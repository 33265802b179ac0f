//! # pngstream
//!
//! Streaming PNG decode and encode against row-addressable rasters, with
//! color-space negotiation from the iCCP, sRGB, gAMA and cHRM chunks.
//!
//! Pixels move one row at a time between a caller's byte stream and a
//! [`Raster`]; neither side is ever held in memory whole. Interlaced (Adam7)
//! files are decoded pass by pass; files are always written sequentially.
//!
//! ## Usage
//!
//! ```rust,no_run
//! use std::fs::File;
//! use pngstream::{EncodeRequest, PixelBuffer, Region};
//!
//! // Inspect, then decode into a buffer of the negotiated format
//! let mut input = File::open("in.png")?;
//! let info = pngstream::query(&mut input)?;
//! let mut buffer = PixelBuffer::new(info.width, info.height, info.pixel_format.clone());
//! let mut input = File::open("in.png")?;
//! pngstream::decode(&mut input, &mut buffer, (0, 0), None)?;
//!
//! // Write the top half back out as 8-bit
//! let mut output = File::create("out.png")?;
//! let top = Region::new(0, 0, info.width, info.height / 2);
//! pngstream::encode(&buffer, top, &mut output, 6, 8)?;
//!
//! // Or with the builder
//! let bytes = EncodeRequest::new().with_bit_depth(16).encode_to_vec(&buffer)?;
//! # Ok::<(), pngstream::CodecError>(())
//! ```

#![forbid(unsafe_code)]

mod chunks;
pub mod color;
pub mod config;
mod decode;
mod encode;
mod error;
mod format;
mod info;
mod interlace;
mod limits;
mod negotiate;
pub mod pixel;
pub mod raster;
mod registry;
mod stream;

pub use color::{
    Chromaticity, ChromaticitySpace, ColorSpace, IccColorModel, IccProfile, TransferCurve,
};
pub use config::EncodeConfig;
pub use decode::{DecodeOutput, DecodeRequest, decode};
pub use encode::{EncodeOutput, EncodeRequest, encode};
pub use error::CodecError;
pub use format::{ImageFormat, PNG_SIGNATURE, is_png};
pub use info::{ImageDescriptor, query};
pub use limits::Limits;
pub use pixel::{BitDepth, ComponentLayout, PixelBuffer, PixelFormat, convert_row};
pub use raster::{Raster, RasterError, Region};
pub use registry::CodecRegistry;
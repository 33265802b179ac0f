//! Header and color-metadata chunk scanning.
//!
//! Walks the chunk sequence from IHDR up to the first IDAT, keeping only what
//! color negotiation needs. CRCs are not checked here; the bitstream reader
//! validates every chunk again when pixels are decoded.

use std::io::{Read, Seek};

use crate::CodecError;
use crate::stream::SourceStream;

/// Largest chunk length PNG allows.
const MAX_CHUNK_LEN: u32 = 0x7FFF_FFFF;

/// Upper bound on the compressed iCCP payload we are willing to buffer.
const MAX_ICCP_COMPRESSED: u32 = 16 << 20;

/// Upper bound on the inflated ICC profile.
const MAX_ICC_PROFILE: usize = 64 << 20;

/// Image header fields as declared in IHDR.
#[derive(Clone, Copy, Debug, PartialEq, Eq)]
pub(crate) struct RawHeader {
    pub width: u32,
    pub height: u32,
    pub bit_depth: u8,
    pub color_type: u8,
    pub interlaced: bool,
}

/// An inflated iCCP payload.
#[derive(Clone, Debug, PartialEq, Eq)]
pub(crate) struct EmbeddedIcc {
    pub name: String,
    pub profile: Vec<u8>,
}

/// Color metadata chunks found before the image data.
///
/// gAMA and cHRM values are kept in their on-disk fixed-point form
/// (value × 100000).
#[derive(Clone, Debug, Default, PartialEq)]
pub(crate) struct ColorChunks {
    pub icc: Option<EmbeddedIcc>,
    pub srgb_intent: Option<u8>,
    pub gamma: Option<u32>,
    pub chromaticities: Option<[u32; 8]>,
}

/// Everything learned from the chunks preceding IDAT.
#[derive(Clone, Debug)]
pub(crate) struct HeaderChunks {
    pub header: RawHeader,
    pub color: ColorChunks,
    pub has_transparency: bool,
}

/// Scan from just after the signature up to (not including) the first IDAT.
pub(crate) fn scan<R: Read + Seek>(
    stream: &mut SourceStream<R>,
) -> Result<HeaderChunks, CodecError> {
    let (len, kind) = read_chunk_head(stream)?;
    if &kind != b"IHDR" || len != 13 {
        return Err(CodecError::bitstream("first chunk is not a valid IHDR"));
    }
    let mut ihdr = [0u8; 13];
    stream.read_exact(&mut ihdr)?;
    stream.skip(4)?;
    let header = parse_ihdr(&ihdr)?;

    let mut color = ColorChunks::default();
    let mut has_transparency = false;

    loop {
        let (len, kind) = read_chunk_head(stream)?;
        match &kind {
            b"IDAT" => break,
            b"IEND" => return Err(CodecError::bitstream("IEND before any image data")),
            b"gAMA" if len == 4 => {
                let mut buf = [0u8; 4];
                stream.read_exact(&mut buf)?;
                let value = u32::from_be_bytes(buf);
                if color.gamma.is_some() {
                    log::warn!("duplicate gAMA chunk ignored");
                } else if value == 0 {
                    log::warn!("gAMA of zero ignored");
                } else {
                    color.gamma = Some(value);
                }
            }
            b"cHRM" if len == 32 => {
                let mut buf = [0u8; 32];
                stream.read_exact(&mut buf)?;
                if color.chromaticities.is_some() {
                    log::warn!("duplicate cHRM chunk ignored");
                } else {
                    let mut values = [0u32; 8];
                    for (v, b) in values.iter_mut().zip(buf.chunks_exact(4)) {
                        *v = u32::from_be_bytes([b[0], b[1], b[2], b[3]]);
                    }
                    color.chromaticities = Some(values);
                }
            }
            b"sRGB" if len == 1 => {
                let mut buf = [0u8; 1];
                stream.read_exact(&mut buf)?;
                if color.srgb_intent.is_none() {
                    color.srgb_intent = Some(buf[0]);
                }
            }
            b"iCCP" => {
                if len > MAX_ICCP_COMPRESSED {
                    return Err(CodecError::LimitExceeded(format!(
                        "iCCP chunk of {} bytes",
                        len
                    )));
                }
                let mut buf = vec![0u8; len as usize];
                stream.read_exact(&mut buf)?;
                if color.icc.is_none() {
                    color.icc = Some(parse_iccp(&buf)?);
                } else {
                    log::warn!("duplicate iCCP chunk ignored");
                }
            }
            b"tRNS" => {
                has_transparency = true;
                stream.skip(u64::from(len))?;
            }
            b"gAMA" | b"cHRM" | b"sRGB" => {
                log::warn!(
                    "{} chunk with bad length {} ignored",
                    String::from_utf8_lossy(&kind),
                    len
                );
                stream.skip(u64::from(len))?;
            }
            _ => stream.skip(u64::from(len))?,
        }
        stream.skip(4)?;
    }

    Ok(HeaderChunks {
        header,
        color,
        has_transparency,
    })
}

fn read_chunk_head<R: Read + Seek>(
    stream: &mut SourceStream<R>,
) -> Result<(u32, [u8; 4]), CodecError> {
    let mut head = [0u8; 8];
    stream.read_exact(&mut head)?;
    let len = u32::from_be_bytes([head[0], head[1], head[2], head[3]]);
    if len > MAX_CHUNK_LEN {
        return Err(CodecError::bitstream(format!("chunk length {} out of range", len)));
    }
    let kind = [head[4], head[5], head[6], head[7]];
    if !kind.iter().all(u8::is_ascii_alphabetic) {
        return Err(CodecError::bitstream("invalid chunk type"));
    }
    Ok((len, kind))
}

fn parse_ihdr(data: &[u8; 13]) -> Result<RawHeader, CodecError> {
    let width = u32::from_be_bytes([data[0], data[1], data[2], data[3]]);
    let height = u32::from_be_bytes([data[4], data[5], data[6], data[7]]);
    if width == 0 || height == 0 || width > MAX_CHUNK_LEN || height > MAX_CHUNK_LEN {
        return Err(CodecError::bitstream(format!(
            "invalid image dimensions {}x{}",
            width, height
        )));
    }
    if data[10] != 0 || data[11] != 0 {
        return Err(CodecError::bitstream(
            "unknown compression or filter method",
        ));
    }
    let interlaced = match data[12] {
        0 => false,
        1 => true,
        n => {
            return Err(CodecError::bitstream(format!("unknown interlace method {}", n)));
        }
    };
    Ok(RawHeader {
        width,
        height,
        bit_depth: data[8],
        color_type: data[9],
        interlaced,
    })
}

/// Split an iCCP payload into name and inflated profile.
fn parse_iccp(data: &[u8]) -> Result<EmbeddedIcc, CodecError> {
    let nul = data
        .iter()
        .take(80)
        .position(|&b| b == 0)
        .ok_or_else(|| CodecError::ColorSpace("iCCP profile name is not terminated".into()))?;
    if nul == 0 {
        return Err(CodecError::ColorSpace("iCCP profile name is empty".into()));
    }
    // Latin-1 maps byte-for-byte onto the first 256 code points.
    let name: String = data[..nul].iter().map(|&b| char::from(b)).collect();
    let method = *data
        .get(nul + 1)
        .ok_or_else(|| CodecError::ColorSpace("iCCP chunk truncated".into()))?;
    if method != 0 {
        return Err(CodecError::ColorSpace(format!(
            "unknown iCCP compression method {}",
            method
        )));
    }
    let profile =
        miniz_oxide::inflate::decompress_to_vec_zlib_with_limit(&data[nul + 2..], MAX_ICC_PROFILE)
            .map_err(|e| CodecError::ColorSpace(format!("cannot inflate iCCP profile: {:?}", e)))?;
    Ok(EmbeddedIcc { name, profile })
}
//! Image metadata probing without decoding pixels.

use std::io::{Read, Seek};

use crate::chunks::{self, HeaderChunks};
use crate::pixel::PixelFormat;
use crate::stream::SourceStream;
use crate::{CodecError, Limits, color, format, negotiate};

/// What a PNG stream contains, as seen from its header chunks.
#[derive(Clone, Debug, PartialEq)]
pub struct ImageDescriptor {
    pub width: u32,
    pub height: u32,
    /// Format rows are produced in, color space included.
    pub pixel_format: PixelFormat,
    /// Adam7 interlaced.
    pub interlaced: bool,
}

/// Read the signature and header chunks of a PNG stream.
///
/// No pixel data is decoded. The stream is read ahead through a buffer, so
/// its position afterwards is unspecified.
///
/// # Example
///
/// ```no_run
/// use std::fs::File;
///
/// let mut file = File::open("photo.png")?;
/// let info = pngstream::query(&mut file)?;
/// println!("{}x{} {}", info.width, info.height, info.pixel_format);
/// # Ok::<(), pngstream::CodecError>(())
/// ```
pub fn query<R: Read + Seek>(stream: &mut R) -> Result<ImageDescriptor, CodecError> {
    let mut source = SourceStream::new(stream);
    let (_, descriptor) = read_header(&mut source, None)?;
    Ok(descriptor)
}

/// Signature, header scan, limits, format negotiation and color resolution.
pub(crate) fn read_header<R: Read + Seek>(
    source: &mut SourceStream<R>,
    limits: Option<&Limits>,
) -> Result<(HeaderChunks, ImageDescriptor), CodecError> {
    format::check_signature(source)?;
    let chunks = chunks::scan(source)?;
    let header = chunks.header;

    let wire = negotiate::decode_format(&header, chunks.has_transparency, Default::default())?;

    if let Some(limits) = limits {
        limits.check_header(header.width, header.height)?;
    }

    let color_space = color::resolve(&chunks.color)?;
    log::debug!(
        "png {}x{} type {} depth {}{} -> {}",
        header.width,
        header.height,
        header.color_type,
        header.bit_depth,
        if header.interlaced { " adam7" } else { "" },
        wire
    );

    let descriptor = ImageDescriptor {
        width: header.width,
        height: header.height,
        pixel_format: wire.with_color_space(color_space),
        interlaced: header.interlaced,
    };
    Ok((chunks, descriptor))
}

******

Filter the entries down to the lines that include the string "duplicate".

Reply to the task:
                    log::warn!("duplicate gAMA chunk ignored");
                    log::warn!("duplicate cHRM chunk ignored");
                    log::warn!("duplicate iCCP chunk ignored");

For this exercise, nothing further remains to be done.